中には、「既婚上司や先輩との不倫」という泥沼に堕ちる女医(特にIII期以降)も散見されるが、成婚の可能性は限りなくゼロに近い。既婚男性は、「黒タグを貼って放置」がガイドラインとして推奨されている。
また、独身B群のA/C判定方法としては、以下のような「押して引く」メソッドが有効である。
交際6カ月以上のカップルで
【悪い例1】
女「ウチの親が家に招待したいって言ってるんだけど、こんどの日曜日どう?」
男「え~、久しぶりの休みなのに寝たいよ。同業者だったら理解できるだろ」
女「そうなの、ごめんね。その日はのんびりしよう(妻になるには尽くさなくっちゃ)」
【悪い例2】
女「ウチの親が家に招待したいって言ってるんだけど、こんどの日曜日どう?」
男「え~、久しぶりの休みなのに寝たいよ」
女「キー!私のこと真剣に考えてないのね!!(暴れる)」
【良い例】
女「ウチの親が家に招待したいって言ってるんだけど、こんどの日曜日どう?」
男「え~、久しぶりの休みなのに寝たいよ。同業者だったら理解できるだろ」
女「そうなの(悲しそうに)。わかった、今日はもう帰るね」
その後、デート・メール・LINEが激減する。久々に病院で再会すると
男「最近さあ、なんかあったの?」
女「ウチの父が具合悪くって、なるべく安心させてあげたいの。じゃあね。」
と立ち去る。
「押して引く」メソッドとは「結婚へ向かう活動をもちかけて、それを拒絶する男性には交際中断期間を設ける」作戦である。男性が成婚方向に動けば交際再開すればよいし、そのまま関係が途絶すれば次の出会いを探すべきである。
4.サンク(sunk埋没)コストに執着すべからず
サンク(sunk埋没)コストとは経済学用語であり、既に投下した金銭・時間コストのうち、事業から撤退しても戻らないコストを指す。「1800円のチケットを買った2時間の映画が、上映10分でつまらないと分かった場合、すぐに出てくるのが合理的」のようなものである。

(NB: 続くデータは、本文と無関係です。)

impl Orchestrator {
    /// Loads persisted state from `store` and re-applies agent runtime state
    /// to `pool`.
    pub fn open(store: Box<dyn WorkflowStore>, mut pool: AgentPool) -> Result<Self, PincerError> {
        let snapshot = store.load()?;
        pool.restore(&snapshot.agents)?;
        let state = OrchestratorState {
            workflows: snapshot.workflows,
            pool,
        };
        state.check_consistency()?;
        tracing::debug!(
            workflows = state.workflows.len(),
            agents = state.pool.agents().len(),
            "orchestrator state loaded"
        );
        Ok(Self {
            state: Mutex::new(state),
            store,
            journal: None,
            actor: "pincer".to_string(),
        })
    }

    /// File-backed orchestrator for a state directory. Blocks until no other
    /// owner holds the state lock; the lock is held until `self` is dropped.
    pub fn for_store(store: &Store, config: &PincerConfig) -> Result<Self, PincerError> {
        let pool = AgentPool::from_config(&config.pool)?;
        let file_store = JsonFileStore::open(store.state_path())?;
        Ok(Self::open(Box::new(file_store), pool)?.with_journal(Journal::new(store.journal_path())))
    }

    pub fn in_memory(pool: AgentPool) -> Result<Self, PincerError> {
        Self::open(Box::new(MemoryStore::new()), pool)
    }

    pub fn with_journal(mut self, journal: Journal) -> Self {
        self.journal = Some(journal);
        self
    }

    pub fn with_actor(mut self, actor: &str) -> Self {
        self.actor = actor.to_string();
        self
    }

    fn lock(&self) -> Result<MutexGuard<'_, OrchestratorState>, PincerError> {
        self.state
            .lock()
            .map_err(|_| PincerError::LockPoisoned("orchestrator state".to_string()))
    }

    /// Runs `f` against a copy-on-write view of the state. The state is only
    /// copied once `f` calls `to_mut`. If `f` returns an event, the copy is
    /// persisted and becomes the current state; otherwise it is dropped.
    fn commit<R>(
        &self,
        f: impl FnOnce(&mut Cow<'_, OrchestratorState>) -> Result<(R, Option<JournalEvent>), PincerError>,
    ) -> Result<R, PincerError> {
        let mut guard = self.lock()?;
        let (out, event, next) = {
            let mut view = Cow::Borrowed(&*guard);
            let (out, event) = f(&mut view)?;
            let next = match view {
                Cow::Owned(next) => Some(next),
                Cow::Borrowed(_) => None,
            };
            (out, event, next)
        };
        let Some(event) = event else {
            return Ok(out);
        };
        if let Some(next) = next {
            if let Err(e) = self.store.save(&next.snapshot()) {
                tracing::error!(op = %event.op, workflow = %event.workflow_id, error = %e, "state save failed; transition discarded");
                return Err(e);
            }
            *guard = next;
        }
        drop(guard);

        if let Some(journal) = &self.journal {
            if let Err(e) = journal.append(&event) {
                tracing::warn!(op = %event.op, error = %e, "journal append failed");
            }
        }
        Ok(out)
    }

    fn event(&self, op: &str, workflow_id: &str) -> JournalEvent {
        JournalEvent::new(&self.actor, op, workflow_id, "ok")
    }

    pub fn start_workflow(
        &self,
        id: &str,
        domain: &str,
        priority: Priority,
        tasks: Vec<TaskDef>,
    ) -> Result<Workflow, PincerError> {
        validate_id("workflow", id)?;
        for def in &tasks {
            validate_id("task", &def.id)?;
            if def.capability.trim().is_empty() {
                return Err(PincerError::ValidationError(format!(
                    "task '{}' has no capability",
                    def.id
                )));
            }
        }
        resolver::validate_definition(&tasks)?;

        self.commit(|state| {
            if state.workflows.contains_key(id) {
                return Err(PincerError::DuplicateWorkflow(id.to_string()));
            }
            for def in &tasks {
                if !state.pool.agents().iter().any(|a| a.capability == def.capability) {
                    tracing::warn!(
                        workflow = id,
                        task = %def.id,
                        capability = %def.capability,
                        "no agent in the roster has this capability; task can never be dispatched"
                    );
                }
            }
            let workflow = Workflow {
                id: id.to_string(),
                domain: domain.to_string(),
                priority,
                created_at: time::now_epoch_z(),
                tasks: tasks.iter().cloned().map(Task::from_def).collect(),
            };
            state.to_mut().workflows.insert(id.to_string(), workflow.clone());
            tracing::info!(workflow = id, tasks = workflow.tasks.len(), "workflow started");
            let event = self
                .event("workflow.start", id)
                .detail(format!("{} tasks", workflow.tasks.len()));
            Ok((workflow, Some(event)))
        })
    }

    pub fn get_status(&self, workflow_id: &str) -> Result<StatusSnapshot, PincerError> {
        let state = self.lock()?;
        let wf = state.workflow(workflow_id)?;
        Ok(StatusSnapshot {
            workflow_id: wf.id.clone(),
            domain: wf.domain.clone(),
            priority: wf.priority,
            created_at: wf.created_at.clone(),
            counts: StatusCounts::tally(&wf.tasks),
            tasks: wf.tasks.iter().map(TaskView::from).collect(),
            agents: state.pool.agents().to_vec(),
        })
    }

    pub fn validate_dependencies(
        &self,
        workflow_id: &str,
        task_id: &str,
    ) -> Result<Readiness, PincerError> {
        let state = self.lock()?;
        resolver::is_ready(state.workflow(workflow_id)?, task_id)
    }

    /// Attempts PENDING -> RUNNING for one task.
    pub fn advance(&self, workflow_id: &str, task_id: &str) -> Result<AdvanceOutcome, PincerError> {
        self.commit(|state| {
            let capability = {
                let wf = state.workflow(workflow_id)?;
                let task = wf.require_task(task_id)?;
                ensure_transition(task, TaskStatus::Running)?;
                let readiness = resolver::is_ready(wf, task_id)?;
                if !readiness.ready {
                    tracing::debug!(workflow = workflow_id, task = task_id, reason = %readiness.reason, "task not ready");
                    return Ok((AdvanceOutcome::NotReady { reason: readiness.reason }, None));
                }
                task.capability.clone()
            };

            if state.pool.find_available(&capability).is_none() {
                tracing::debug!(workflow = workflow_id, task = task_id, capability = %capability, "no agent available");
                return Ok((AdvanceOutcome::NoAgentAvailable { capability }, None));
            }
            let state = state.to_mut();
            let Some(agent_id) = state
                .pool
                .claim(&capability, TaskRef::new(workflow_id, task_id))
            else {
                return Ok((AdvanceOutcome::NoAgentAvailable { capability }, None));
            };

            let task = state.task_mut(workflow_id, task_id)?;
            task.status = TaskStatus::Running;
            task.assigned_agent = Some(agent_id.clone());
            task.started_at = Some(time::now_epoch_z());
            task.completed_at = None;
            task.attempts += 1;

            tracing::info!(workflow = workflow_id, task = task_id, agent = %agent_id, "task dispatched");
            let event = self
                .event("task.advance", workflow_id)
                .task(task_id)
                .agent(Some(&agent_id));
            Ok((AdvanceOutcome::Dispatched { agent_id }, Some(event)))
        })
    }

    /// RUNNING -> COMPLETED. `deliverables` are labels reported by the agent
    /// and carried into evidence records.
    pub fn complete_task(
        &self,
        workflow_id: &str,
        task_id: &str,
        deliverables: Vec<String>,
    ) -> Result<Task, PincerError> {
        self.commit(|state| {
            let agent_id = Self::release_running(state, workflow_id, task_id, TaskStatus::Completed)?;
            let task = state.to_mut().task_mut(workflow_id, task_id)?;
            task.status = TaskStatus::Completed;
            task.completed_at = Some(time::now_epoch_z());
            task.deliverables = deliverables;
            let task = task.clone();

            tracing::info!(workflow = workflow_id, task = task_id, agent = %agent_id, "task completed");
            let event = self
                .event("task.complete", workflow_id)
                .task(task_id)
                .agent(Some(&agent_id));
            Ok((task, Some(event)))
        })
    }

    /// RUNNING -> FAILED. The agent is released; dependents stay blocked until
    /// the task is retried and completed.
    pub fn fail_task(
        &self,
        workflow_id: &str,
        task_id: &str,
        reason: &str,
    ) -> Result<Task, PincerError> {
        self.commit(|state| {
            let agent_id = Self::release_running(state, workflow_id, task_id, TaskStatus::Failed)?;
            let task = state.to_mut().task_mut(workflow_id, task_id)?;
            task.status = TaskStatus::Failed;
            task.failure_reason = Some(reason.to_string());
            let task = task.clone();

            tracing::warn!(workflow = workflow_id, task = task_id, agent = %agent_id, reason, "task failed");
            let event = self
                .event("task.fail", workflow_id)
                .task(task_id)
                .agent(Some(&agent_id))
                .detail(reason);
            Ok((task, Some(event)))
        })
    }

    /// FAILED -> PENDING. Never automatic.
    pub fn retry_task(&self, workflow_id: &str, task_id: &str) -> Result<Task, PincerError> {
        self.commit(|state| {
            ensure_transition(
                state.workflow(workflow_id)?.require_task(task_id)?,
                TaskStatus::Pending,
            )?;
            let task = state.to_mut().task_mut(workflow_id, task_id)?;
            task.status = TaskStatus::Pending;
            task.assigned_agent = None;
            task.started_at = None;
            task.completed_at = None;
            task.failure_reason = None;
            task.deliverables.clear();
            let task = task.clone();

            tracing::info!(workflow = workflow_id, task = task_id, attempts = task.attempts, "task reset for retry");
            let event = self.event("task.retry", workflow_id).task(task_id);
            Ok((task, Some(event)))
        })
    }

    /// Checks the RUNNING -> `to` edge and frees the bound agent.
    fn release_running(
        state: &mut Cow<'_, OrchestratorState>,
        workflow_id: &str,
        task_id: &str,
        to: TaskStatus,
    ) -> Result<String, PincerError> {
        let task = state.workflow(workflow_id)?.require_task(task_id)?;
        ensure_transition(task, to)?;
        let agent_id = task.assigned_agent.clone().ok_or_else(|| {
            PincerError::ValidationError(format!("running task '{}' has no agent", task_id))
        })?;
        let expected = TaskRef::new(workflow_id, task_id);
        let bound = state.pool.agent(&agent_id).and_then(|a| a.current_task.as_ref());
        if bound != Some(&expected) {
            return Err(PincerError::ValidationError(format!(
                "agent '{}' is not bound to {}",
                agent_id, expected
            )));
        }
        let pool = &mut state.to_mut().pool;
        if to == TaskStatus::Failed {
            pool.release_failed(&agent_id)?;
        } else {
            pool.release(&agent_id)?;
        }
        Ok(agent_id)
    }

    /// PENDING tasks whose dependencies are all completed, in declaration order.
    pub fn ready_tasks(&self, workflow_id: &str) -> Result<Vec<String>, PincerError> {
        let state = self.lock()?;
        let wf = state.workflow(workflow_id)?;
        let mut ready = Vec::new();
        for task in wf.tasks.iter().filter(|t| t.status == TaskStatus::Pending) {
            if resolver::is_ready(wf, &task.id)?.ready {
                ready.push(task.id.clone());
            }
        }
        Ok(ready)
    }

    pub fn list_workflows(&self) -> Result<Vec<String>, PincerError> {
        Ok(self.lock()?.workflows.keys().cloned().collect())
    }

    pub fn workflow(&self, workflow_id: &str) -> Result<Workflow, PincerError> {
        Ok(self.lock()?.workflow(workflow_id)?.clone())
    }

    pub fn agents(&self) -> Result<Vec<Agent>, PincerError> {
        Ok(self.lock()?.pool.agents().to_vec())
    }

    pub fn capacity(&self) -> Result<usize, PincerError> {
        Ok(self.lock()?.pool.capacity())
    }

    /// Evidence for explicit task ids, or a wave prefix, or the whole workflow.
    pub fn generate_evidence(
        &self,
        workflow_id: &str,
        task_ids: &[String],
        wave: Option<&str>,
    ) -> Result<EvidenceRecord, PincerError> {
        let state = self.lock()?;
        let wf = state.workflow(workflow_id)?;
        evidence::generate(wf, state.pool.agents(), task_ids, wave)
    }
}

この場合、「1800円と10分」はサンクコストだが、残りの110分を有効に使うことができる。しかしながら、「もったいない、元を取らなきゃ」と冷静さを失い、サンクコストを損切りできずに「1800円と120分」を丸々浪費する者も多い。
同様に、しばしば「学生時代から5年間も付き合ったのだから、結婚してくれるまでがんばる」と、漠然とB・C群(さらには既婚)男性に多大な恋愛リソースを投入して婚活をこじらせる女医が後を絶たない。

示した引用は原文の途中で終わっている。